Is it possible to programmatically approve a batch of pending shift swap requests using the WFM Scheduling API? Our team processes dozens of swaps weekly for the America/Chicago zone, and the manual click-through in the admin UI is becoming a bottleneck during peak publishing hours.
I have been reviewing the documentation for the /api/v2/wfm/schedules endpoints, but I only see methods for retrieving schedule details or publishing full schedules. There does not appear to be a direct endpoint for managing swap approvals in bulk.
I attempted to use the general scheduling update endpoint with a payload resembling the one below, hoping it might trigger an approval state change, but the response returns a 400 Bad Request error indicating invalid fields for the current operation. The error message specifically flags swap_request_id as an unexpected parameter.
Is there a workaround for this, or is a custom script using the UI automation the only viable path for now? We need this to integrate smoothly with our existing weekly publishing workflow.
Make sure you verify the exact endpoint structure before attempting bulk operations, as the WFM API does not natively support a single “approve all” call for shift swaps. The standard approach requires iterating through the pending requests. You can retrieve the list of pending swap requests using the GET /api/v2/wfm/schedules/swap-requests endpoint. Filter by status=pending and your specific schedule ID. For each request returned, you must issue an individual POST /api/v2/wfm/schedules/swap-requests/{swapRequestId}/approve call.
While this feels tedious, it ensures audit trail integrity. Do not attempt to parallelize these calls aggressively without rate-limiting, as the WFM engine can throttle high-frequency modification requests, leading to 429 Too Many Errors. I have seen scripts fail silently when they hit the concurrency limits of the scheduling service.
A more robust pattern involves batching the API calls in chunks of 5-10 with a 200ms delay between batches. This mimics human interaction patterns and reduces the likelihood of hitting backend locks. Also, ensure your service account has the WfmSchedulingAdmin role; standard viewer roles will return 403s even if the endpoint exists.

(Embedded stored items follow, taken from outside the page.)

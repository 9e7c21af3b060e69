//! Remote Transport Abstraction
//!
//! A persistent, bidirectional, event-oriented channel to the control server.
//! Implementations only move named events with JSON arguments; decoding the
//! arguments into commands and the reconnect policy live in the remote link.

use async_trait::async_trait;
use serde_json::Value;
use tokio::sync::mpsc;

use crate::error::Result;

/// Something that happened on the transport.
#[derive(Debug, Clone, PartialEq)]
pub enum TransportEvent {
    /// Session established with the server.
    Connected,
    /// Session lost. The transport does not reconnect on its own.
    Disconnected { reason: String },
    /// Named event pushed by the server.
    Message { event: String, args: Vec<Value> },
}

/// Channel a transport pushes its events into.
pub type TransportEventSender = mpsc::UnboundedSender<TransportEvent>;

/// Receiving side of [`TransportEventSender`].
pub type TransportEventReceiver = mpsc::UnboundedReceiver<TransportEvent>;

/// Event channel to the control server.
///
/// # Example
///
/// ```ignore
/// use bridge_traits::network::RemoteTransport;
/// use serde_json::json;
///
/// async fn announce(transport: &dyn RemoteTransport, device: &str) {
///     if transport.is_connected() {
///         transport.emit("joinRoom", vec![json!(device)]).await.ok();
///     }
/// }
/// ```
#[async_trait]
pub trait RemoteTransport: Send + Sync {
    /// Start connecting. Returns once the attempt has been initiated; the
    /// outcome is reported as [`TransportEvent::Connected`] or
    /// [`TransportEvent::Disconnected`]. Calling this while a connection is
    /// open or in progress is a no-op.
    async fn open(&self) -> Result<()>;

    /// Send a named event with positional arguments.
    ///
    /// Fails with [`BridgeError::Disconnected`](crate::error::BridgeError::Disconnected)
    /// when no session is open.
    async fn emit(&self, event: &str, args: Vec<Value>) -> Result<()>;

    /// Whether a session is currently established.
    fn is_connected(&self) -> bool;

    /// Close the session without reporting a disconnect.
    async fn close(&self) -> Result<()> {
        Ok(())
    }
}
//! Background download of remote tracks into the cache.

use super::config::CacheConfig;
use super::stats::CacheStats;
use crate::error::CacheError;
use bridge_traits::http::HttpClient;
use bridge_traits::playback::Track;
use parking_lot::Mutex;
use std::collections::HashSet;
use std::fmt;
use std::io;
use std::path::{Path, PathBuf};
use std::sync::Arc;
use tokio::fs::File;
use tokio::io::{AsyncReadExt, AsyncWriteExt};
use tokio::time::timeout;
use tracing::{debug, info, instrument, warn};

const CHUNK_SIZE: usize = 64 * 1024;
const UNGROUPED: &str = "ungrouped";

/// Result of a cache attempt that did not fail.
#[derive(Debug, Clone, PartialEq, Eq)]
pub enum CacheOutcome {
    Stored { path: PathBuf, bytes: u64 },
    Skipped(SkipReason),
}

/// Why a track was not written.
#[derive(Debug, Clone, PartialEq, Eq)]
pub enum SkipReason {
    /// Local tracks are already on disk.
    NotRemote,
    /// The display name cannot be used as a file name.
    InvalidName,
    /// A non-empty file already sits at the final path.
    AlreadyCached,
    /// Another download for the same path is running.
    InFlight,
    BudgetExhausted { used: u64, budget: u64 },
}

impl fmt::Display for SkipReason {
    fn fmt(&self, f: &mut fmt::Formatter<'_>) -> fmt::Result {
        match self {
            SkipReason::NotRemote => f.write_str("track is local"),
            SkipReason::InvalidName => f.write_str("track name is not a usable file name"),
            SkipReason::AlreadyCached => f.write_str("already cached"),
            SkipReason::InFlight => f.write_str("download already in progress"),
            SkipReason::BudgetExhausted { used, budget } => {
                write!(f, "cache budget exhausted ({used} of {budget} bytes)")
            }
        }
    }
}

/// Writes remote tracks under the cache root.
pub struct CacheStore {
    config: CacheConfig,
    http: Arc<dyn HttpClient>,
    in_flight: Mutex<HashSet<PathBuf>>,
}

impl CacheStore {
    pub fn new(config: CacheConfig, http: Arc<dyn HttpClient>) -> Self {
        Self {
            config,
            http,
            in_flight: Mutex::new(HashSet::new()),
        }
    }

    pub fn config(&self) -> &CacheConfig {
        &self.config
    }

    pub fn root(&self) -> &Path {
        &self.config.root
    }

    /// Current usage of the cache root.
    pub async fn stats(&self) -> Result<CacheStats, CacheError> {
        CacheStats::collect(&self.config.root)
            .await
            .map_err(|source| CacheError::Unavailable {
                path: self.config.root.clone(),
                source,
            })
    }

    /// Group directory name for a track URL: the configured path segment,
    /// or `ungrouped` when the URL has no such directory segment.
    pub fn group_for(&self, url: &str) -> String {
        let after_scheme = url.split_once("://").map_or(url, |(_, rest)| rest);
        let path = after_scheme.split(['?', '#']).next().unwrap_or(after_scheme);
        // Drop the host and the final (file name) segment.
        let segments: Vec<&str> = path.split('/').skip(1).collect();
        let directories = &segments[..segments.len().saturating_sub(1)];

        match directories.get(self.config.group_segment) {
            Some(segment) if is_usable_component(segment) => (*segment).to_string(),
            _ => UNGROUPED.to_string(),
        }
    }

    /// Final path a track would be cached at.
    pub fn destination_for(&self, track: &Track) -> Option<PathBuf> {
        let name = track.display_name();
        if !is_usable_component(name) {
            return None;
        }
        Some(
            self.config
                .root
                .join(self.group_for(track.source()))
                .join(name),
        )
    }

    /// Cache a remote track unless it is already present, another download
    /// for it is running, or the budget is used up.
    #[instrument(skip(self, track), fields(track = %track.display_name()))]
    pub async fn store_if_eligible(&self, track: &Track) -> Result<CacheOutcome, CacheError> {
        if !track.is_remote() {
            return Ok(CacheOutcome::Skipped(SkipReason::NotRemote));
        }

        let Some(destination) = self.destination_for(track) else {
            warn!("Cannot derive a cache file name");
            return Ok(CacheOutcome::Skipped(SkipReason::InvalidName));
        };

        if has_content(&destination).await {
            debug!(path = %destination.display(), "Already cached");
            return Ok(CacheOutcome::Skipped(SkipReason::AlreadyCached));
        }

        let stats = self.stats().await?;
        if stats.is_full(self.config.budget_bytes) {
            info!(
                used = stats.total_bytes,
                budget = self.config.budget_bytes,
                "Cache budget exhausted, not caching"
            );
            return Ok(CacheOutcome::Skipped(SkipReason::BudgetExhausted {
                used: stats.total_bytes,
                budget: self.config.budget_bytes,
            }));
        }

        let Some(_claim) = self.claim(&destination) else {
            debug!(path = %destination.display(), "Download already in progress");
            return Ok(CacheOutcome::Skipped(SkipReason::InFlight));
        };

        // destination always has a parent: root/group/name
        let group_dir = destination
            .parent()
            .map(Path::to_path_buf)
            .unwrap_or_else(|| self.config.root.clone());
        tokio::fs::create_dir_all(&group_dir)
            .await
            .map_err(|source| CacheError::Unavailable {
                path: group_dir.clone(),
                source,
            })?;

        let partial = group_dir.join(format!(".{}.part", track.display_name()));
        let url = track.source();
        let downloaded = match timeout(
            self.config.download_timeout,
            self.download_to(url, &partial),
        )
        .await
        {
            Ok(result) => result,
            Err(_) => Err(CacheError::Fetch {
                url: url.to_string(),
                message: format!("timed out after {:?}", self.config.download_timeout),
            }),
        };

        let bytes = match downloaded {
            Ok(bytes) => bytes,
            Err(e) => {
                discard_partial(&partial).await;
                return Err(e);
            }
        };

        if let Err(source) = tokio::fs::rename(&partial, &destination).await {
            discard_partial(&partial).await;
            return Err(CacheError::Io {
                path: destination,
                source,
            });
        }

        info!(bytes, path = %destination.display(), "Track cached");
        Ok(CacheOutcome::Stored {
            path: destination,
            bytes,
        })
    }

    async fn download_to(&self, url: &str, partial: &Path) -> Result<u64, CacheError> {
        let fetch_error = |message: String| CacheError::Fetch {
            url: url.to_string(),
            message,
        };
        let write_error = |source: io::Error| CacheError::Io {
            path: partial.to_path_buf(),
            source,
        };

        debug!(url, "Downloading track for cache");
        let mut body = self
            .http
            .download_stream(url.to_string())
            .await
            .map_err(|e| fetch_error(e.to_string()))?;

        let mut file = File::create(partial).await.map_err(write_error)?;
        let mut buf = vec![0u8; CHUNK_SIZE];
        let mut written = 0u64;
        loop {
            let read = body
                .read(&mut buf)
                .await
                .map_err(|e| fetch_error(e.to_string()))?;
            if read == 0 {
                break;
            }
            file.write_all(&buf[..read]).await.map_err(write_error)?;
            written += read as u64;
        }
        file.flush().await.map_err(write_error)?;
        file.sync_all().await.map_err(write_error)?;

        if written == 0 {
            return Err(fetch_error("empty response body".to_string()));
        }
        Ok(written)
    }

    fn claim(&self, path: &Path) -> Option<InFlightClaim<'_>> {
        let mut in_flight = self.in_flight.lock();
        if !in_flight.insert(path.to_path_buf()) {
            return None;
        }
        Some(InFlightClaim {
            in_flight: &self.in_flight,
            path: path.to_path_buf(),
        })
    }
}

impl fmt::Debug for CacheStore {
    fn fmt(&self, f: &mut fmt::Formatter<'_>) -> fmt::Result {
        f.debug_struct("CacheStore")
            .field("config", &self.config)
            .field("in_flight", &self.in_flight.lock().len())
            .finish()
    }
}

/// Marks a destination path as being written; released on drop.
struct InFlightClaim<'a> {
    in_flight: &'a Mutex<HashSet<PathBuf>>,
    path: PathBuf,
}

impl Drop for InFlightClaim<'_> {
    fn drop(&mut self) {
        self.in_flight.lock().remove(&self.path);
    }
}

fn is_usable_component(name: &str) -> bool {
    !name.is_empty() && name != "." && name != ".." && !name.contains(['/', '\\'])
}

async fn has_content(path: &Path) -> bool {
    tokio::fs::metadata(path)
        .await
        .map(|meta| meta.len() > 0)
        .unwrap_or(false)
}

async fn discard_partial(partial: &Path) {
    match tokio::fs::remove_file(partial).await {
        Ok(()) => debug!(path = %partial.display(), "Removed partial download"),
        Err(e) if e.kind() == io::ErrorKind::NotFound => {}
        Err(e) => warn!(path = %partial.display(), error = %e, "Failed to remove partial download"),
    }
}

#[cfg(test)]
mod tests {
    use super::*;
    use async_trait::async_trait;
    use bridge_traits::error::Result as BridgeResult;
    use bridge_traits::http::DownloadStream;

    struct NoNetwork;

    #[async_trait]
    impl HttpClient for NoNetwork {
        async fn download_stream(&self, _url: String) -> BridgeResult<DownloadStream> {
            unreachable!("no download expected")
        }
    }

    fn store() -> CacheStore {
        CacheStore::new(CacheConfig::new("/srv/cache"), Arc::new(NoNetwork))
    }

    #[test]
    fn test_group_is_second_path_segment() {
        let store = store();
        assert_eq!(store.group_for("https://host/music/42/a.mp3"), "42");
        assert_eq!(store.group_for("https://host/music/42/deep/a.mp3"), "42");
        assert_eq!(store.group_for("http://host/music/7/a.mp3?token=1/2"), "7");
    }

    #[test]
    fn test_group_falls_back_when_segment_missing() {
        let store = store();
        assert_eq!(store.group_for("https://host/a.mp3"), UNGROUPED);
        assert_eq!(store.group_for("https://host/music/a.mp3"), UNGROUPED);
        assert_eq!(store.group_for("https://host/music/../a.mp3"), UNGROUPED);
    }

    #[test]
    fn test_destination_layout() {
        let store = store();
        let track = Track::remote("https://host/music/42/Spot.mp3");
        assert_eq!(
            store.destination_for(&track),
            Some(PathBuf::from("/srv/cache/42/Spot.mp3"))
        );
        assert_eq!(store.destination_for(&Track::new("..", "http://h/m/1/x", true)), None);
    }

    #[test]
    fn test_claim_is_exclusive_until_dropped() {
        let store = store();
        let path = PathBuf::from("/srv/cache/42/a.mp3");
        let first = store.claim(&path);
        assert!(first.is_some());
        assert!(store.claim(&path).is_none());
        drop(first);
        assert!(store.claim(&path).is_some());
    }

    #[tokio::test]
    async fn test_local_tracks_are_skipped() {
        let outcome = store()
            .store_if_eligible(&Track::local("/srv/cache/42/a.mp3"))
            .await
            .unwrap();
        assert_eq!(outcome, CacheOutcome::Skipped(SkipReason::NotRemote));
    }
}
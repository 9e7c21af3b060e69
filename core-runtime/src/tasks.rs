//! # Scheduled Tasks
//!
//! Named, cancelable timer slots. A [`ScheduledTask`] holds at most one
//! running timer: starting a new one cancels whatever the slot held before,
//! and dropping the slot cancels it too. Timer bodies are expected to be
//! short (typically posting a message into an actor's inbox).
//!
//! ```ignore
//! use core_runtime::tasks::ScheduledTask;
//! use std::time::Duration;
//!
//! let mut watchdog = ScheduledTask::new("watchdog");
//! watchdog.start_repeating(Duration::from_secs(15), move || {
//!     let tx = tx.clone();
//!     async move { tx.send(Input::WatchdogFired).is_ok() }
//! });
//! // later, once playback is confirmed
//! watchdog.cancel();
//! ```

use std::future::Future;
use std::time::Duration;
use tokio::task::JoinHandle;
use tokio::time::{interval_at, sleep, Instant, MissedTickBehavior};
use tokio_util::sync::CancellationToken;
use tracing::trace;

struct ActiveTask {
    token: CancellationToken,
    handle: JoinHandle<()>,
}

/// Singleton timer slot.
pub struct ScheduledTask {
    name: &'static str,
    active: Option<ActiveTask>,
}

impl ScheduledTask {
    pub fn new(name: &'static str) -> Self {
        Self { name, active: None }
    }

    pub fn name(&self) -> &'static str {
        self.name
    }

    /// Run `fut` once after `delay`, replacing any task in this slot.
    pub fn start_once<F>(&mut self, delay: Duration, fut: F)
    where
        F: Future<Output = ()> + Send + 'static,
    {
        self.cancel();

        let token = CancellationToken::new();
        let cancelled = token.clone();
        let name = self.name;
        let handle = tokio::spawn(async move {
            tokio::select! {
                _ = cancelled.cancelled() => {
                    trace!(task = name, "Scheduled task cancelled before firing");
                }
                _ = async {
                    sleep(delay).await;
                    fut.await;
                } => {}
            }
        });

        self.active = Some(ActiveTask { token, handle });
    }

    /// Call `tick` every `period`, first after one full period, replacing any
    /// task in this slot. The loop ends when `tick` resolves to `false` or the
    /// slot is cancelled.
    pub fn start_repeating<F, Fut>(&mut self, period: Duration, mut tick: F)
    where
        F: FnMut() -> Fut + Send + 'static,
        Fut: Future<Output = bool> + Send + 'static,
    {
        self.cancel();

        let token = CancellationToken::new();
        let cancelled = token.clone();
        let name = self.name;
        let handle = tokio::spawn(async move {
            let mut ticker = interval_at(Instant::now() + period, period);
            ticker.set_missed_tick_behavior(MissedTickBehavior::Delay);
            loop {
                tokio::select! {
                    _ = cancelled.cancelled() => {
                        trace!(task = name, "Repeating task cancelled");
                        break;
                    }
                    _ = ticker.tick() => {
                        if !tick().await {
                            trace!(task = name, "Repeating task finished");
                            break;
                        }
                    }
                }
            }
        });

        self.active = Some(ActiveTask { token, handle });
    }

    /// Cancel the task in this slot. Returns `true` if one was still pending.
    pub fn cancel(&mut self) -> bool {
        match self.active.take() {
            Some(active) => {
                let was_pending = !active.handle.is_finished();
                active.token.cancel();
                active.handle.abort();
                was_pending
            }
            None => false,
        }
    }

    /// Whether a timer is scheduled and has not yet completed.
    pub fn is_active(&self) -> bool {
        self.active
            .as_ref()
            .is_some_and(|active| !active.handle.is_finished())
    }
}

impl Drop for ScheduledTask {
    fn drop(&mut self) {
        self.cancel();
    }
}

impl std::fmt::Debug for ScheduledTask {
    fn fmt(&self, f: &mut std::fmt::Formatter<'_>) -> std::fmt::Result {
        f.debug_struct("ScheduledTask")
            .field("name", &self.name)
            .field("active", &self.is_active())
            .finish()
    }
}
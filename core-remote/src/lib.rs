//! # Remote Link
//!
//! Connects the playback coordinator to the control server.
//!
//! - [`codec`] - Event names and argument layout on the wire
//! - [`link`] - Connection lifecycle: join the device room, forward
//!   commands, deliver notifications, reconnect on loss
//!
//! The transport itself (Socket.IO over WebSocket) is a
//! [`RemoteTransport`](bridge_traits::network::RemoteTransport) provided by
//! `bridge-desktop`.

pub mod codec;
pub mod error;
pub mod link;

pub use error::{RemoteError, Result};
pub use link::{LinkSettings, RemoteLink};
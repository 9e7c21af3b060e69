//! # Core Runtime Module
//!
//! Provides foundational runtime infrastructure for the playback client:
//! - Logging and tracing infrastructure
//! - Configuration management
//! - Event bus system
//! - Task scheduling primitives
//!
//! ## Overview
//!
//! This crate contains the runtime utilities the other crates depend on. It
//! establishes the logging conventions, the configuration surface, the event
//! broadcasting mechanism, and the cancelable timers used for the watchdog,
//! the skip grace delay and the reconnect loop.

pub mod config;
pub mod error;
pub mod events;
pub mod logging;
pub mod tasks;

pub use error::{Error, Result};
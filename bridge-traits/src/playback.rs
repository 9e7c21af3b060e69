//! Player backend bridge traits and supporting queue types.
//!
//! The playback core drives an external media player through the
//! [`PlayerBackend`] capability set. Two kinds of backend exist: one that
//! takes the queue as an in-memory list and one that needs the queue written
//! to a scratch playlist file before every load. Both report asynchronous
//! [`PlayerEvent`]s through the channel handed to them at construction.

use crate::error::Result;
use async_trait::async_trait;
use serde::{Deserialize, Serialize};
use std::fmt;
use std::path::Path;
use tokio::sync::mpsc;
use uuid::Uuid;

/// Message the queue-object player family reports once the last track of a
/// queue has finished and there is nothing left to advance to.
pub const END_OF_QUEUE_MESSAGE: &str = "No next song was found";

/// Identifier attached to every queue handed to a backend.
///
/// Events carry the id of the queue they belong to so late events from a
/// superseded queue can be told apart from the current one.
#[derive(Debug, Clone, Copy, PartialEq, Eq, Hash)]
pub struct QueueId(Uuid);

impl QueueId {
    /// Generate a new queue identifier.
    pub fn new() -> Self {
        Self(Uuid::new_v4())
    }

    /// Borrow the underlying UUID.
    pub fn as_uuid(&self) -> &Uuid {
        &self.0
    }
}

impl Default for QueueId {
    fn default() -> Self {
        Self::new()
    }
}

impl fmt::Display for QueueId {
    fn fmt(&self, f: &mut fmt::Formatter<'_>) -> fmt::Result {
        write!(f, "{}", self.0)
    }
}

/// A single playable entry of a queue.
///
/// The serialized form keeps the field names the control server already
/// understands (`_name`, `src`).
#[derive(Debug, Clone, PartialEq, Eq, Hash, Serialize, Deserialize)]
pub struct Track {
    #[serde(rename = "_name")]
    display_name: String,
    src: String,
    #[serde(rename = "isRemote")]
    is_remote: bool,
}

impl Track {
    pub fn new(display_name: impl Into<String>, src: impl Into<String>, is_remote: bool) -> Self {
        Self {
            display_name: display_name.into(),
            src: src.into(),
            is_remote,
        }
    }

    /// Track streamed from an HTTP(S) locator. The display name is the last
    /// path segment of the URL.
    pub fn remote(url: impl Into<String>) -> Self {
        let src = url.into();
        let display_name = last_segment(&src).to_string();
        Self::new(display_name, src, true)
    }

    /// Track for a locator of unknown kind: HTTP(S) URLs are remote, anything
    /// else is treated as a local path.
    pub fn from_locator(locator: &str) -> Self {
        if is_remote_locator(locator) {
            Self::remote(locator)
        } else {
            Self::local(locator)
        }
    }

    /// Track read from the local filesystem.
    pub fn local(path: impl AsRef<Path>) -> Self {
        let path = path.as_ref();
        let display_name = path
            .file_name()
            .map(|name| name.to_string_lossy().into_owned())
            .unwrap_or_default();
        Self::new(display_name, path.to_string_lossy().into_owned(), false)
    }

    pub fn display_name(&self) -> &str {
        &self.display_name
    }

    /// URL or local path of the audio content.
    pub fn source(&self) -> &str {
        &self.src
    }

    pub fn is_remote(&self) -> bool {
        self.is_remote
    }
}

/// Whether a locator points at HTTP(S) content.
pub fn is_remote_locator(locator: &str) -> bool {
    let lower = locator.trim_start().to_ascii_lowercase();
    lower.starts_with("http://") || lower.starts_with("https://")
}

fn last_segment(locator: &str) -> &str {
    let without_query = locator.split(['?', '#']).next().unwrap_or(locator);
    without_query
        .trim_end_matches('/')
        .rsplit('/')
        .next()
        .unwrap_or(without_query)
}

/// Why a backend reported an error.
#[derive(Debug, Clone, PartialEq, Eq)]
pub enum PlayerFailure {
    /// The backend ran out of tracks. Not an error from the device's point of view.
    EndOfQueue,
    /// Anything else: decode failures, dead player process, broken IPC.
    Backend(String),
}

impl PlayerFailure {
    /// Classify a raw backend error message.
    pub fn from_message(message: impl Into<String>) -> Self {
        let message = message.into();
        if message.trim() == END_OF_QUEUE_MESSAGE {
            PlayerFailure::EndOfQueue
        } else {
            PlayerFailure::Backend(message)
        }
    }

    pub fn is_end_of_queue(&self) -> bool {
        matches!(self, PlayerFailure::EndOfQueue)
    }
}

impl fmt::Display for PlayerFailure {
    fn fmt(&self, f: &mut fmt::Formatter<'_>) -> fmt::Result {
        match self {
            PlayerFailure::EndOfQueue => f.write_str(END_OF_QUEUE_MESSAGE),
            PlayerFailure::Backend(message) => f.write_str(message),
        }
    }
}

/// Asynchronous notifications produced by a backend.
#[derive(Debug, Clone, PartialEq, Eq)]
pub enum PlayerEvent {
    /// A track began producing audio.
    Started { queue: QueueId, track: Track },
    /// A track finished. `exhausted` is set when no further track follows.
    Ended {
        queue: QueueId,
        track: Option<Track>,
        exhausted: bool,
    },
    /// The backend failed.
    Errored { queue: QueueId, cause: PlayerFailure },
    /// Informational: the backend confirmed a pause.
    Paused { queue: QueueId },
    /// Informational: the backend confirmed a resume.
    Resumed { queue: QueueId },
    /// Informational: the backend went idle.
    Stopped { queue: QueueId },
}

impl PlayerEvent {
    /// Queue the event belongs to.
    pub fn queue_id(&self) -> QueueId {
        match self {
            PlayerEvent::Started { queue, .. }
            | PlayerEvent::Ended { queue, .. }
            | PlayerEvent::Errored { queue, .. }
            | PlayerEvent::Paused { queue }
            | PlayerEvent::Resumed { queue }
            | PlayerEvent::Stopped { queue } => *queue,
        }
    }
}

/// Channel a backend pushes its events into.
pub type PlayerEventSender = mpsc::UnboundedSender<PlayerEvent>;

/// Receiving side of [`PlayerEventSender`].
pub type PlayerEventReceiver = mpsc::UnboundedReceiver<PlayerEvent>;

/// Which backend family to construct.
#[derive(Debug, Clone, Copy, PartialEq, Eq, Serialize, Deserialize)]
#[serde(rename_all = "lowercase")]
pub enum BackendKind {
    /// Queue passed in memory; the backend walks it item by item.
    Queue,
    /// Queue externalized to a newline-delimited playlist file before load.
    File,
}

impl BackendKind {
    /// File-backed players can silently fail to pick up a freshly written
    /// playlist, so the coordinator re-issues the load until playback starts.
    pub fn requires_watchdog(&self) -> bool {
        matches!(self, BackendKind::File)
    }
}

impl fmt::Display for BackendKind {
    fn fmt(&self, f: &mut fmt::Formatter<'_>) -> fmt::Result {
        match self {
            BackendKind::Queue => f.write_str("queue"),
            BackendKind::File => f.write_str("file"),
        }
    }
}

impl std::str::FromStr for BackendKind {
    type Err = String;

    fn from_str(s: &str) -> std::result::Result<Self, Self::Err> {
        match s.to_ascii_lowercase().as_str() {
            "queue" => Ok(BackendKind::Queue),
            "file" => Ok(BackendKind::File),
            other => Err(format!("unknown player backend '{other}' (expected queue or file)")),
        }
    }
}

/// Capability set of a media player.
///
/// Implementations are driven exclusively by the playback coordinator, one
/// call at a time. A new [`load_queue`](PlayerBackend::load_queue) supersedes
/// the previous queue; it never queues behind it.
///
/// # Example
///
/// ```ignore
/// use bridge_traits::playback::{PlayerBackend, QueueId, Track};
///
/// async fn start(player: &dyn PlayerBackend) -> bridge_traits::error::Result<()> {
///     let tracks = vec![Track::remote("https://example.com/music/list/a.mp3")];
///     player.load_queue(QueueId::new(), &tracks).await?;
///     player.play().await
/// }
/// ```
#[async_trait]
pub trait PlayerBackend: Send + Sync {
    /// Backend family, used to decide whether a start watchdog is needed.
    fn kind(&self) -> BackendKind;

    /// Replace the current queue.
    ///
    /// File-backed implementations must have the scratch playlist fully
    /// written before this returns; a write failure is reported as
    /// [`BridgeError::Io`](crate::error::BridgeError::Io).
    async fn load_queue(&self, queue: QueueId, tracks: &[Track]) -> Result<()>;

    /// Start playing the loaded queue from its first track.
    async fn play(&self) -> Result<()>;

    async fn pause(&self) -> Result<()>;

    async fn resume(&self) -> Result<()>;

    /// Stop playback and drop the current queue.
    async fn stop(&self) -> Result<()>;

    /// Skip to the next track. Playback continues even if it was paused.
    async fn advance(&self) -> Result<()>;

    /// Called once a `Started` event for the current queue has been
    /// processed. File-backed players remove their scratch playlist here.
    async fn confirm_started(&self) -> Result<()> {
        Ok(())
    }

    /// Terminate the underlying player process, if any.
    async fn shutdown(&self) -> Result<()> {
        Ok(())
    }
}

If you are processing dozens of swaps weekly, consider wrapping this logic in a scheduled task or a simple Node.js script that runs during off-peak hours (outside of your America/Chicago publishing window). This prevents contention with other scheduling operations. The key is to handle the response codes explicitly: a 200 confirms approval, while a 409 indicates a conflict, likely due to overlapping shifts or rule violations. Log these conflicts for manual review rather than retrying automatically, as they require human judgment. This method, while requiring more code than a single click, provides the scalability and auditability needed for large teams.
It’s worth reviewing at the bulk export API instead. The WFM API lacks a direct batch approval endpoint, so pulling the IDs via the swap-requests endpoint and processing them through a script is the standard workaround. This avoids the 429 errors from rapid individual calls.
Make sure you add delays between requests.
Cause: GC’s API gates are stricter than Zendesk’s ticket updates, so rapid batch calls trigger immediate 429 errors.
Solution: Implement a 200ms sleep in your loop to stay within rate limits.